Empreender um diagnóstico da saúde brasileira é uma tarefa difícil diante das condições atuais e dos desafios da medicina. Porém necessária para aqueles que se ocupam em planejar novas alternativas. Um ponto de partida é observar o aumento do número de participantes no sistema público de alta complexidade. Esta tendência está ancorada na elevação crescente dos custos em função da tecnologia e do próprio envelhecimento da população.
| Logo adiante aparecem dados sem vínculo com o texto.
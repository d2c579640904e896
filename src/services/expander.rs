//! Suite expansion into run units.

use std::iter::Enumerate;
use std::sync::Arc;
use std::vec;

use crate::error::UnitError;
use crate::models::{LoadedSuite, Payload, RunUnit, SuiteInfo, UnitPayload};

/// A suite that cannot be expanded.
#[derive(Debug)]
pub struct InvalidSuite {
    pub suite: Arc<SuiteInfo>,
    pub error: UnitError,
}

/// Units of one suite, produced one at a time in declaration order.
#[derive(Debug)]
pub struct RunUnits<R> {
    suite: Arc<SuiteInfo>,
    entries: Enumerate<vec::IntoIter<UnitPayload<R>>>,
}

impl<R> RunUnits<R> {
    pub fn suite(&self) -> &Arc<SuiteInfo> {
        &self.suite
    }
}

impl<R> Iterator for RunUnits<R> {
    type Item = RunUnit<R>;

    fn next(&mut self) -> Option<Self::Item> {
        let (index, payload) = self.entries.next()?;
        Some(RunUnit {
            suite: Arc::clone(&self.suite),
            payload,
            position: index + 1,
        })
    }

    fn size_hint(&self) -> (usize, Option<usize>) {
        self.entries.size_hint()
    }
}

/// Expand a suite into one unit per payload entry.
pub fn expand_suite<R>(suite: LoadedSuite<R>) -> Result<RunUnits<R>, InvalidSuite> {
    let info = Arc::new(suite.info);
    let payloads = match suite.payload {
        Some(Payload::List(payloads)) => payloads,
        Some(Payload::Single(payload)) => vec![payload],
        None => {
            let error = UnitError::MissingPayload(info.name.clone());
            return Err(InvalidSuite { suite: info, error });
        }
    };

    Ok(RunUnits {
        suite: info,
        entries: payloads.into_iter().enumerate(),
    })
}
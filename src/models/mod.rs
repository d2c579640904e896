//! Domain models for the test runner.

pub mod payload;
pub mod run_summary;
pub mod suite;
pub mod test_result;

// Re-export commonly used types
pub use payload::{Callback, Expectation, RequestArgs, RequestData, ResponseBody, UnitPayload};
pub use run_summary::RunSummary;
pub use suite::{LoadedSuite, Payload, RunStatus, RunUnit, SuiteDefinition, SuiteInfo, SuiteStatus};
pub use test_result::{TestResult, TestStatus};
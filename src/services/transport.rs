//! HTTP transport used to dispatch units.
//!
//! The runner talks to the network only through [`Transport`]. The default
//! implementation is backed by reqwest and decodes responses as JSON.

use std::collections::BTreeMap;
use std::time::Duration;

use async_trait::async_trait;
use reqwest::{Method, Url};
use reqwest::header::{COOKIE, HeaderMap, HeaderName, HeaderValue};
use serde_json::Value;
use tracing::debug;

use crate::error::TransportError;

/// HTTP connect timeout.
const CONNECT_TIMEOUT: Duration = Duration::from_secs(10);

/// Longest response body kept in a status error.
const MAX_ERROR_BODY: usize = 512;

/// One fully built request.
#[derive(Debug, Clone, PartialEq)]
pub struct UnitRequest {
    pub url: String,
    pub method: String,
    pub headers: BTreeMap<String, String>,
    pub cookies: BTreeMap<String, String>,
    pub query: BTreeMap<String, String>,
    pub body: Option<Value>,
    pub timeout: Duration,
}

impl UnitRequest {
    /// Cookies rendered as a single `Cookie` header value.
    pub fn cookie_header(&self) -> Option<String> {
        if self.cookies.is_empty() {
            return None;
        }
        Some(
            self.cookies
                .iter()
                .map(|(name, value)| format!("{}={}", name, value))
                .collect::<Vec<_>>()
                .join("; "),
        )
    }
}

/// Performs exactly one HTTP call per request.
#[async_trait]
pub trait Transport<R>: Send + Sync {
    /// Send the request. Network failures and non-2xx responses are errors.
    async fn send(&self, request: UnitRequest) -> Result<R, TransportError>;
}

/// reqwest-backed transport producing JSON values.
#[derive(Clone)]
pub struct ReqwestTransport {
    client: reqwest::Client,
}

impl ReqwestTransport {
    /// Build a transport with a default client.
    pub fn new() -> Result<Self, TransportError> {
        let client = reqwest::Client::builder()
            .connect_timeout(CONNECT_TIMEOUT)
            .build()
            .map_err(|e| TransportError::Request {
                url: String::new(),
                message: format!("Failed to build HTTP client: {}", e),
            })?;
        Ok(Self { client })
    }

    /// Use an existing client.
    pub fn with_client(client: reqwest::Client) -> Self {
        Self { client }
    }

    fn headers(request: &UnitRequest) -> Result<HeaderMap, TransportError> {
        let mut headers = HeaderMap::new();
        for (name, value) in &request.headers {
            let header_name = HeaderName::from_bytes(name.as_bytes())
                .map_err(|_| TransportError::InvalidHeader(name.clone()))?;
            let header_value = HeaderValue::from_str(value)
                .map_err(|_| TransportError::InvalidHeader(name.clone()))?;
            headers.insert(header_name, header_value);
        }
        if let Some(cookie) = request.cookie_header() {
            let value = HeaderValue::from_str(&cookie)
                .map_err(|_| TransportError::InvalidHeader(COOKIE.to_string()))?;
            headers.insert(COOKIE, value);
        }
        Ok(headers)
    }
}

#[async_trait]
impl Transport<Value> for ReqwestTransport {
    async fn send(&self, request: UnitRequest) -> Result<Value, TransportError> {
        let method = Method::from_bytes(request.method.to_uppercase().as_bytes())
            .map_err(|_| TransportError::InvalidMethod(request.method.clone()))?;
        let headers = Self::headers(&request)?;

        let mut url = Url::parse(&request.url).map_err(|e| TransportError::Request {
            url: request.url.clone(),
            message: format!("Invalid URL: {}", e),
        })?;
        if !request.query.is_empty() {
            url.query_pairs_mut().extend_pairs(&request.query);
        }

        let mut builder = self
            .client
            .request(method, url)
            .headers(headers)
            .timeout(request.timeout);
        if let Some(ref body) = request.body {
            builder = builder.json(body);
        }

        debug!("{} {}", request.method, request.url);

        let response = builder.send().await.map_err(|e| {
            if e.is_timeout() {
                TransportError::Timeout {
                    url: request.url.clone(),
                    timeout_ms: request.timeout.as_millis(),
                }
            } else {
                TransportError::Request {
                    url: request.url.clone(),
                    message: e.to_string(),
                }
            }
        })?;

        let status = response.status();
        let bytes = response.bytes().await.map_err(|e| TransportError::Decode {
            url: request.url.clone(),
            message: e.to_string(),
        })?;

        if !status.is_success() {
            let mut body = String::from_utf8_lossy(&bytes).into_owned();
            if body.len() > MAX_ERROR_BODY {
                let mut end = MAX_ERROR_BODY;
                while !body.is_char_boundary(end) {
                    end -= 1;
                }
                body.truncate(end);
            }
            return Err(TransportError::Status {
                url: request.url,
                status: status.as_u16(),
                body,
            });
        }

        decode_body(&request.url, &bytes)
    }
}

/// Decode a response body: JSON when possible, text otherwise, `null` when empty.
pub fn decode_body(url: &str, bytes: &[u8]) -> Result<Value, TransportError> {
    if bytes.iter().all(u8::is_ascii_whitespace) {
        return Ok(Value::Null);
    }
    if let Ok(value) = serde_json::from_slice(bytes) {
        return Ok(value);
    }
    String::from_utf8(bytes.to_vec())
        .map(Value::String)
        .map_err(|e| TransportError::Decode {
            url: url.to_string(),
            message: format!("Response is neither JSON nor UTF-8 text: {}", e),
        })
}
O movimento é reforçado pelo estrangulamento progressivo dos planos de saúde individuais e da própria economia, o que acaba fazendo do Sistema Único de Saúde (SUS) a única alternativa viável ao cidadão. Em contrapartida, temos uma capacidade reduzida de desenvolvimento e incorporação tecnológica frente à necessidade de aprimorar a rede pública.
É urgente ir além da crítica. A superação das dificuldades exige a apresentação de idéias exeqüíveis para promover ajustes. Mas por onde começar uma mudança na saúde? Pela porta de entrada do sistema. As queixas sobre o tempo de espera por uma consulta, sobre a carência de equipamentos para exames e a falta de profissionais são tantas e tão constantes que deixam entrever a acomodação do sistema nesses moldes distorcidos. Isso não pode nem deve ocorrer.
É essencial investir firmemente na capacitação das Unidades Básicas de Saúde, para torná-las de fato a recepção dos usuários no sistema público, triando os casos para hospitais secundários e terciários. Assim, ganha-se em agilidade e diminui-se desperdícios.
Destinar recursos do SUS à compra de serviços da iniciativa privada e ser responsável pelo controle da qualidade é outra proposta. Não é inédita, mas que sofre resistência de alguns setores. Uma das mais importantes vantagens para o Estado em contratar serviços é a opção por uma visão processual, na qual a agilidade no atendimento é prioritária. Sob esta perspectiva, não existe a obrigatoriedade de manter ociosidades e contratos desnecessários. Quem investe zela pelo aproveitamento dos recursos e maximiza a sua utilização.
No que se refere aos médicos, a proposta é o pagamento por performance (PPP). É um recurso que se contrapõe à ação fragmentada e pontual. Especialistas com visão global do tratamento do paciente e praticantes de uma medicina baseada em evidências têm de ser mais bem remunerados. Isto é justificado pelo fato de que o médico que se envolve em uma alocação mais racional, medindo valor à sua prática, com menor necessidade de processos de auditoria, utiliza com equilíbrio a tecnologia e elimina parte do desperdício.
Por fim, não se pode esquecer de que um projeto consistente inclui aspectos de promoção social, prevenção, terapêutica e reabilitação. Prospectivamente, essa abordagem remete à destinação de recursos para suprir a continuidade do atendimento.
Saúde é uma política de Estado, não de governo e muito menos tema de manipulação partidária. Pensar a saúde da próxima década deve fazer parte da agenda nacional. Qualquer país minimamente comprometido com o desenvolvimento e a qualidade de vida não deixa de traçar planos e tomar iniciativas com os olhos nesse futuro próximo.
Claudio Lottenberg é presidente da Sociedade Beneficente Israelita Brasileira Hospital Albert Einstein.